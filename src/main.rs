use std::io::{self, BufWriter, Write};
use std::path::PathBuf;
use std::sync::Arc;

use anyhow::Context;
use clap::Parser;
use part_reader::engine::core::column::Block;
use part_reader::engine::core::io::ReadInstrumentation;
use part_reader::engine::core::mark::MarkRange;
use part_reader::engine::core::part::{DataPart, StorageContext};
use part_reader::engine::core::read::{PartReader, ReaderCaches, ReaderSettings};
use part_reader::logging;
use part_reader::shared::config::CONFIG;
use tracing::info;

#[derive(Parser)]
#[command(name = "part_reader")]
#[command(about = "Read mark ranges of a data part and print them as TSV", long_about = None)]
struct Args {
    /// Part directory (contains part.json)
    part: PathBuf,

    /// Comma-separated columns, in output order. Defaults to every column of the part.
    #[arg(short, long, value_delimiter = ',')]
    columns: Vec<String>,

    /// Mark range FROM..TO; may be repeated. Defaults to the whole part.
    #[arg(short, long, value_parser = parse_range)]
    range: Vec<MarkRange>,

    /// Read without mark and uncompressed caches
    #[arg(long)]
    no_cache: bool,

    /// Maximum number of rows to print (0 = unlimited)
    #[arg(short, long, default_value = "0")]
    limit: usize,
}

fn parse_range(raw: &str) -> Result<MarkRange, String> {
    let (from, to) = raw
        .split_once("..")
        .ok_or_else(|| format!("expected FROM..TO, got {raw}"))?;
    let from = from.trim().parse().map_err(|e| format!("bad FROM: {e}"))?;
    let to = to.trim().parse().map_err(|e| format!("bad TO: {e}"))?;
    Ok(MarkRange::new(from, to))
}

fn print_block(block: &Block, limit: usize) -> io::Result<()> {
    let rows = block.rows().unwrap_or(0);
    let rows = if limit == 0 { rows } else { rows.min(limit) };
    let mut out = BufWriter::new(io::stdout().lock());
    writeln!(out, "{}", block.names().join("\t"))?;
    for row in 0..rows {
        let line: Vec<String> = block
            .iter()
            .map(|(_, col)| {
                col.column
                    .value_at(row)
                    .map(|v| v.to_string())
                    .unwrap_or_default()
            })
            .collect();
        writeln!(out, "{}", line.join("\t"))?;
    }
    out.flush()
}

fn main() -> anyhow::Result<()> {
    let args = Args::parse();
    logging::init()?;

    let part = Arc::new(DataPart::load(&args.part)?);
    let storage = Arc::new(StorageContext::from_settings(&CONFIG, part.columns.clone()));
    let names: Vec<String> = if args.columns.is_empty() {
        part.columns.iter().map(|c| c.name.clone()).collect()
    } else {
        args.columns.clone()
    };
    let columns = storage.resolve_columns(&names)?;

    let ranges = if !args.range.is_empty() {
        args.range.clone()
    } else if part.marks_count == 0 {
        Vec::new()
    } else {
        vec![MarkRange::new(0, part.marks_count)]
    };
    let caches = if args.no_cache {
        ReaderCaches::none()
    } else {
        ReaderCaches::from_config(&CONFIG.cache)
    };
    let settings = ReaderSettings::from_config(&CONFIG.reader);

    info!(part = %part.name, ranges = ranges.len(), "Reading part");
    let mut reader = PartReader::new(
        Arc::clone(&part),
        columns,
        caches,
        storage,
        &ranges,
        &settings,
        ReadInstrumentation::default(),
    )?;

    let mut block = Block::new();
    for range in &ranges {
        if let Err(e) = reader.read_range(range.begin, range.end, &mut block) {
            e.log_error();
            return Err(e).context("reading part failed");
        }
    }
    if !block.is_empty() {
        reader.fill_missing_columns_and_reorder(&mut block, &names)?;
    }

    print_block(&block, args.limit)?;
    Ok(())
}
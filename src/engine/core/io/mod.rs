pub mod block_source;
pub mod compressed_read_buffer;
pub mod file_source;
pub mod instrumentation;

pub use block_source::{BlockSource, CachedBlockSource, FileBlockSource, LoadedBlock};
pub use compressed_read_buffer::{CompressedRead, CompressedReadBuffer, SeekStats};
pub use file_source::{FileReadOptions, FileSource};
pub use instrumentation::{
    Clock, ManualClock, MonotonicClock, ReadInstrumentation, ReadObserver, ReadProfile,
};
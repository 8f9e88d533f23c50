use std::fs::File;
use std::io::{BufReader, ErrorKind, Read, Seek, SeekFrom};
use std::path::{Path, PathBuf};

use memmap2::{Mmap, MmapOptions};
use tracing::{Level, debug};

use crate::engine::core::io::instrumentation::ReadInstrumentation;
use crate::engine::errors::PartReadError;
use crate::shared::storage_header::{FileKind, open_and_header_offset};

const MIN_BUFFER_SIZE: usize = 4096;

/// How a data file should be opened.
#[derive(Debug, Clone)]
pub struct FileReadOptions {
    /// First byte that will be read; the file is positioned there on open.
    pub start_offset: u64,
    /// Bytes expected to be read over the reader's lifetime.
    pub estimated_size: u64,
    /// Above this estimate the file is memory-mapped. 0 disables mapping.
    pub aio_threshold: usize,
    pub buffer_size: usize,
    pub instrumentation: ReadInstrumentation,
}

#[derive(Debug)]
enum Access {
    Buffered(BufReader<File>),
    Mapped(Mmap),
}

/// Positioned byte access to one data file.
#[derive(Debug)]
pub struct FileSource {
    path: PathBuf,
    access: Access,
    position: u64,
    len: u64,
    instrumentation: ReadInstrumentation,
}

impl FileSource {
    pub fn open(path: &Path, options: &FileReadOptions) -> Result<Self, PartReadError> {
        let (mut file, _header_len) = open_and_header_offset(path, FileKind::ColumnData.magic())
            .map_err(|e| PartReadError::io(path, e))?;
        let len = file
            .metadata()
            .map_err(|e| PartReadError::io(path, e))?
            .len();

        let use_mmap =
            options.aio_threshold > 0 && options.estimated_size >= options.aio_threshold as u64;
        let access = if use_mmap {
            let mmap = unsafe { MmapOptions::new().map(&file) }
                .map_err(|e| PartReadError::io(path, e))?;
            Access::Mapped(mmap)
        } else {
            file.seek(SeekFrom::Start(options.start_offset))
                .map_err(|e| PartReadError::io(path, e))?;
            Access::Buffered(BufReader::with_capacity(
                options.buffer_size.max(MIN_BUFFER_SIZE),
                file,
            ))
        };

        if tracing::enabled!(Level::DEBUG) {
            debug!(
                target: "part_reader::file",
                path = %path.display(),
                mapped = use_mmap,
                buffer_size = options.buffer_size,
                estimated_size = options.estimated_size,
                start_offset = options.start_offset,
                "Opened data file"
            );
        }

        Ok(Self {
            path: path.to_path_buf(),
            access,
            position: options.start_offset,
            len,
            instrumentation: options.instrumentation.clone(),
        })
    }

    pub fn path(&self) -> &Path {
        &self.path
    }

    pub fn len(&self) -> u64 {
        self.len
    }

    pub fn is_empty(&self) -> bool {
        self.len == 0
    }

    pub fn position(&self) -> u64 {
        self.position
    }

    pub fn is_mapped(&self) -> bool {
        matches!(self.access, Access::Mapped(_))
    }

    pub fn seek(&mut self, offset: u64) -> Result<(), PartReadError> {
        if let Access::Buffered(reader) = &mut self.access {
            let delta = offset as i64 - self.position as i64;
            reader
                .seek_relative(delta)
                .map_err(|e| PartReadError::io(&self.path, e))?;
        }
        self.position = offset;
        Ok(())
    }

    pub fn read_exact(&mut self, buf: &mut [u8]) -> Result<(), PartReadError> {
        let position = self.position as usize;
        let path = &self.path;
        let result = match &mut self.access {
            Access::Buffered(reader) => self
                .instrumentation
                .timed(path, buf.len(), || reader.read_exact(buf).map(|_| buf.len())),
            Access::Mapped(mmap) => self.instrumentation.timed(path, buf.len(), || {
                let end = position + buf.len();
                if end > mmap.len() {
                    return Err(std::io::Error::new(
                        ErrorKind::UnexpectedEof,
                        "read past end of mapped file",
                    ));
                }
                buf.copy_from_slice(&mmap[position..end]);
                Ok(buf.len())
            }),
        };
        match result {
            Ok(n) => {
                self.position += n as u64;
                Ok(())
            }
            Err(e) if e.kind() == ErrorKind::UnexpectedEof => Err(PartReadError::Corrupted(
                format!(
                    "unexpected end of file {} at offset {} reading {} bytes",
                    self.path.display(),
                    position,
                    buf.len()
                ),
            )),
            Err(e) => Err(PartReadError::io(&self.path, e)),
        }
    }
}
use crate::engine::core::column::column::Column;
use crate::engine::core::io::CompressedRead;
use crate::engine::errors::PartReadError;

const CHUNK_VALUES: usize = 8192;
const MAX_VAR_UINT_BYTES: usize = 10;
const STRING_CHUNK_BYTES: usize = 64 * 1024;

/// Fixed-width little-endian value.
pub trait FixedWidth: Copy + Default {
    const WIDTH: usize;

    fn read_le(bytes: &[u8]) -> Self;

    fn write_le(self, out: &mut Vec<u8>);
}

macro_rules! impl_fixed_width {
    ($($ty:ty),*) => {
        $(
            impl FixedWidth for $ty {
                const WIDTH: usize = std::mem::size_of::<$ty>();

                #[inline]
                fn read_le(bytes: &[u8]) -> Self {
                    let mut raw = [0u8; std::mem::size_of::<$ty>()];
                    raw.copy_from_slice(bytes);
                    <$ty>::from_le_bytes(raw)
                }

                #[inline]
                fn write_le(self, out: &mut Vec<u8>) {
                    out.extend_from_slice(&self.to_le_bytes());
                }
            }
        )*
    };
}

impl_fixed_width!(u8, u16, u32, u64, i8, i16, i32, i64, f32, f64);

/// Reads up to `limit` values. Stops early only at end of file; a value cut
/// in half is corruption.
pub fn deserialize_fixed<T: FixedWidth>(
    reader: &mut dyn CompressedRead,
    out: &mut Vec<T>,
    limit: usize,
) -> Result<usize, PartReadError> {
    let mut buf = vec![0u8; limit.min(CHUNK_VALUES) * T::WIDTH];
    let mut total = 0;
    while total < limit {
        let want = (limit - total).min(CHUNK_VALUES) * T::WIDTH;
        let got = reader.read(&mut buf[..want])?;
        if got % T::WIDTH != 0 {
            return Err(PartReadError::Corrupted(format!(
                "cannot read all data: {} trailing bytes of a {}-byte value",
                got % T::WIDTH,
                T::WIDTH
            )));
        }
        out.extend(buf[..got].chunks_exact(T::WIDTH).map(T::read_le));
        total += got / T::WIDTH;
        if got < want {
            break;
        }
    }
    Ok(total)
}

/// LEB128 unsigned integer; `None` at a clean end of file.
pub fn read_var_uint(reader: &mut dyn CompressedRead) -> Result<Option<u64>, PartReadError> {
    let mut value = 0u64;
    let mut byte = [0u8; 1];
    for i in 0..MAX_VAR_UINT_BYTES {
        if reader.read(&mut byte)? == 0 {
            if i == 0 {
                return Ok(None);
            }
            return Err(PartReadError::Corrupted(
                "unexpected end of file inside a variable-length integer".into(),
            ));
        }
        value |= ((byte[0] & 0x7f) as u64) << (7 * i);
        if byte[0] & 0x80 == 0 {
            return Ok(Some(value));
        }
    }
    Err(PartReadError::Corrupted(
        "variable-length integer is too long".into(),
    ))
}

pub fn write_var_uint(mut value: u64, out: &mut Vec<u8>) {
    loop {
        let byte = (value & 0x7f) as u8;
        value >>= 7;
        if value == 0 {
            out.push(byte);
            return;
        }
        out.push(byte | 0x80);
    }
}

/// Reads up to `limit` length-prefixed strings.
pub fn deserialize_strings(
    reader: &mut dyn CompressedRead,
    chars: &mut Vec<u8>,
    offsets: &mut Vec<u64>,
    limit: usize,
) -> Result<usize, PartReadError> {
    for row in 0..limit {
        let Some(len) = read_var_uint(reader)? else {
            return Ok(row);
        };
        read_string_bytes(reader, chars, len)?;
        offsets.push(chars.len() as u64);
    }
    Ok(limit)
}

/// Appends exactly `len` bytes. The buffer grows by at most one chunk ahead
/// of the data actually read, so a corrupt length fails at end of file.
fn read_string_bytes(
    reader: &mut dyn CompressedRead,
    chars: &mut Vec<u8>,
    len: u64,
) -> Result<(), PartReadError> {
    let mut got = 0u64;
    while got < len {
        let want = (len - got).min(STRING_CHUNK_BYTES as u64) as usize;
        let at = chars.len();
        chars
            .try_reserve(want)
            .map_err(|e| PartReadError::Corrupted(format!("string of {len} bytes: {e}")))?;
        chars.resize(at + want, 0);
        let n = reader.read(&mut chars[at..])?;
        chars.truncate(at + n);
        got += n as u64;
        if n < want {
            return Err(PartReadError::Corrupted(format!(
                "cannot read all data: string of {len} bytes cut at {got}"
            )));
        }
    }
    Ok(())
}

pub fn deserialize_fixed_strings(
    reader: &mut dyn CompressedRead,
    n: usize,
    chars: &mut Vec<u8>,
    limit: usize,
) -> Result<usize, PartReadError> {
    if n == 0 {
        return Ok(0);
    }
    let start = chars.len();
    chars.resize(start + n * limit, 0);
    let got = reader.read(&mut chars[start..])?;
    chars.truncate(start + got);
    if got % n != 0 {
        return Err(PartReadError::Corrupted(format!(
            "cannot read all data: {} trailing bytes of a FixedString({n})",
            got % n
        )));
    }
    Ok(got / n)
}

/// Decodes up to `limit` rows of a single-stream column.
pub fn deserialize_leaf(
    reader: &mut dyn CompressedRead,
    column: &mut Column,
    limit: usize,
) -> Result<usize, PartReadError> {
    match column {
        Column::UInt8(v) => deserialize_fixed(reader, v, limit),
        Column::UInt16(v) => deserialize_fixed(reader, v, limit),
        Column::UInt32(v) => deserialize_fixed(reader, v, limit),
        Column::UInt64(v) => deserialize_fixed(reader, v, limit),
        Column::Int8(v) => deserialize_fixed(reader, v, limit),
        Column::Int16(v) => deserialize_fixed(reader, v, limit),
        Column::Int32(v) => deserialize_fixed(reader, v, limit),
        Column::Int64(v) => deserialize_fixed(reader, v, limit),
        Column::Float32(v) => deserialize_fixed(reader, v, limit),
        Column::Float64(v) => deserialize_fixed(reader, v, limit),
        Column::String { chars, offsets } => deserialize_strings(reader, chars, offsets, limit),
        Column::FixedString { n, chars } => deserialize_fixed_strings(reader, *n, chars, limit),
        other => Err(PartReadError::Corrupted(format!(
            "{} column is not stored in a single stream",
            other.kind()
        ))),
    }
}

/// Encodes rows `from..to` of a single-stream column.
pub fn serialize_leaf(column: &Column, from: usize, to: usize, out: &mut Vec<u8>) {
    fn fixed<T: FixedWidth>(values: &[T], from: usize, to: usize, out: &mut Vec<u8>) {
        for value in &values[from..to] {
            value.write_le(out);
        }
    }
    match column {
        Column::UInt8(v) => fixed(v, from, to, out),
        Column::UInt16(v) => fixed(v, from, to, out),
        Column::UInt32(v) => fixed(v, from, to, out),
        Column::UInt64(v) => fixed(v, from, to, out),
        Column::Int8(v) => fixed(v, from, to, out),
        Column::Int16(v) => fixed(v, from, to, out),
        Column::Int32(v) => fixed(v, from, to, out),
        Column::Int64(v) => fixed(v, from, to, out),
        Column::Float32(v) => fixed(v, from, to, out),
        Column::Float64(v) => fixed(v, from, to, out),
        Column::String { chars, offsets } => {
            for row in from..to {
                let start = if row == 0 { 0 } else { offsets[row - 1] as usize };
                let end = offsets[row] as usize;
                write_var_uint((end - start) as u64, out);
                out.extend_from_slice(&chars[start..end]);
            }
        }
        Column::FixedString { n, chars } => out.extend_from_slice(&chars[from * n..to * n]),
        Column::Array { .. } | Column::Nullable { .. } | Column::Tuple(_) => {}
    }
}
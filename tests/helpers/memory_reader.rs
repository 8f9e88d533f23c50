use crate::engine::core::io::{CompressedRead, SeekStats};
use crate::engine::core::mark::Mark;
use crate::engine::errors::PartReadError;

/// `CompressedRead` over a plain byte vector; marks address it with
/// `offset_in_decompressed_block` only.
pub struct MemoryReader {
    data: Vec<u8>,
    pos: usize,
    consumed: u64,
}

impl MemoryReader {
    pub fn new(data: Vec<u8>) -> Self {
        Self {
            data,
            pos: 0,
            consumed: 0,
        }
    }
}

impl CompressedRead for MemoryReader {
    fn seek(&mut self, mark: Mark) -> Result<(), PartReadError> {
        self.pos = mark.offset_in_decompressed_block as usize;
        Ok(())
    }

    fn read(&mut self, out: &mut [u8]) -> Result<usize, PartReadError> {
        let n = out.len().min(self.data.len().saturating_sub(self.pos));
        out[..n].copy_from_slice(&self.data[self.pos..self.pos + n]);
        self.pos += n;
        self.consumed += n as u64;
        Ok(n)
    }

    fn eof(&mut self) -> Result<bool, PartReadError> {
        Ok(self.pos >= self.data.len())
    }

    fn bytes_consumed(&self) -> u64 {
        self.consumed
    }

    fn seek_stats(&self) -> SeekStats {
        SeekStats::default()
    }
}
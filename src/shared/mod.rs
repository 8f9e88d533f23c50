pub mod config;
pub mod path;
pub mod storage_header;
use crc32fast::Hasher as Crc32Hasher;
use std::fs::File;
use std::io::{Read, Seek, SeekFrom, Write};
use std::path::Path;

/// Fixed 20-byte header at the start of every data and marks file.
#[derive(Debug, Clone, Copy, PartialEq, Eq)]
pub struct BinaryHeader {
    pub magic: [u8; 8],
    pub version: u16,
    pub flags: u16,
    pub reserved: u32,
    pub header_crc32: u32,
}

impl BinaryHeader {
    pub const LEN_WITHOUT_CRC: usize = 8 + 2 + 2 + 4;
    pub const TOTAL_LEN: usize = Self::LEN_WITHOUT_CRC + 4;

    pub fn new(magic: [u8; 8], version: u16, flags: u16) -> Self {
        let mut header = Self {
            magic,
            version,
            flags,
            reserved: 0,
            header_crc32: 0,
        };
        header.header_crc32 = header.compute_crc32();
        header
    }

    fn compute_crc32(&self) -> u32 {
        let mut hasher = Crc32Hasher::new();
        hasher.update(&self.magic);
        hasher.update(&self.version.to_le_bytes());
        hasher.update(&self.flags.to_le_bytes());
        hasher.update(&self.reserved.to_le_bytes());
        hasher.finalize()
    }

    pub fn write_to<W: Write>(&self, mut w: W) -> std::io::Result<()> {
        w.write_all(&self.magic)?;
        w.write_all(&self.version.to_le_bytes())?;
        w.write_all(&self.flags.to_le_bytes())?;
        w.write_all(&self.reserved.to_le_bytes())?;
        w.write_all(&self.header_crc32.to_le_bytes())?;
        Ok(())
    }

    pub fn read_from<R: Read>(mut r: R) -> std::io::Result<Self> {
        let mut buf = [0u8; Self::TOTAL_LEN];
        r.read_exact(&mut buf)?;

        let mut magic = [0u8; 8];
        magic.copy_from_slice(&buf[0..8]);
        let version = u16::from_le_bytes([buf[8], buf[9]]);
        let flags = u16::from_le_bytes([buf[10], buf[11]]);
        let reserved = u32::from_le_bytes([buf[12], buf[13], buf[14], buf[15]]);
        let header_crc32 = u32::from_le_bytes([buf[16], buf[17], buf[18], buf[19]]);

        let hdr = Self {
            magic,
            version,
            flags,
            reserved,
            header_crc32,
        };
        if hdr.compute_crc32() != header_crc32 {
            return Err(std::io::Error::new(
                std::io::ErrorKind::InvalidData,
                "header CRC mismatch",
            ));
        }
        Ok(hdr)
    }
}

pub enum FileKind {
    ColumnData,
    ColumnMarks,
}

impl FileKind {
    pub const fn magic(&self) -> [u8; 8] {
        match self {
            FileKind::ColumnData => *b"PRTDBIN\0",
            FileKind::ColumnMarks => *b"PRTDMRK\0",
        }
    }
}

/// Opens `path`, validates its header against `expected_magic` and returns
/// the file positioned right after the header, with the header length.
pub fn open_and_header_offset(
    path: &Path,
    expected_magic: [u8; 8],
) -> std::io::Result<(File, usize)> {
    let mut file = File::open(path)?;
    let len = file.metadata()?.len();
    if len < BinaryHeader::TOTAL_LEN as u64 {
        return Err(std::io::Error::new(
            std::io::ErrorKind::InvalidData,
            "file too small for header",
        ));
    }
    file.seek(SeekFrom::Start(0))?;
    let header = BinaryHeader::read_from(&mut file)?;
    if header.magic != expected_magic {
        return Err(std::io::Error::new(
            std::io::ErrorKind::InvalidData,
            "invalid magic",
        ));
    }
    Ok((file, BinaryHeader::TOTAL_LEN))
}
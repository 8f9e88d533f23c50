pub mod cache_keys;
pub mod cache_stats;
pub mod decompressed_block;
pub mod mark_cache;
pub mod uncompressed_cache;

pub use cache_keys::{MarkCacheKey, UncompressedCacheKey};
pub use cache_stats::CacheStats;
pub use decompressed_block::DecompressedBlock;
pub use mark_cache::{LruMarkCache, MarkCache};
pub use uncompressed_cache::{LruUncompressedCache, UncompressedCache};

________________________________________

*Task brief:* Quote exactly the first line of the data and every line after it through the one holding "use part_reader::engine::core::io::ReadInstrumentation;".

*Solved problem:*
filename src/main.rs
use std::io::{self, BufWriter, Write};
use std::path::PathBuf;
use std::sync::Arc;

use anyhow::Context;
use clap::Parser;
use part_reader::engine::core::column::Block;
use part_reader::engine::core::io::ReadInstrumentation;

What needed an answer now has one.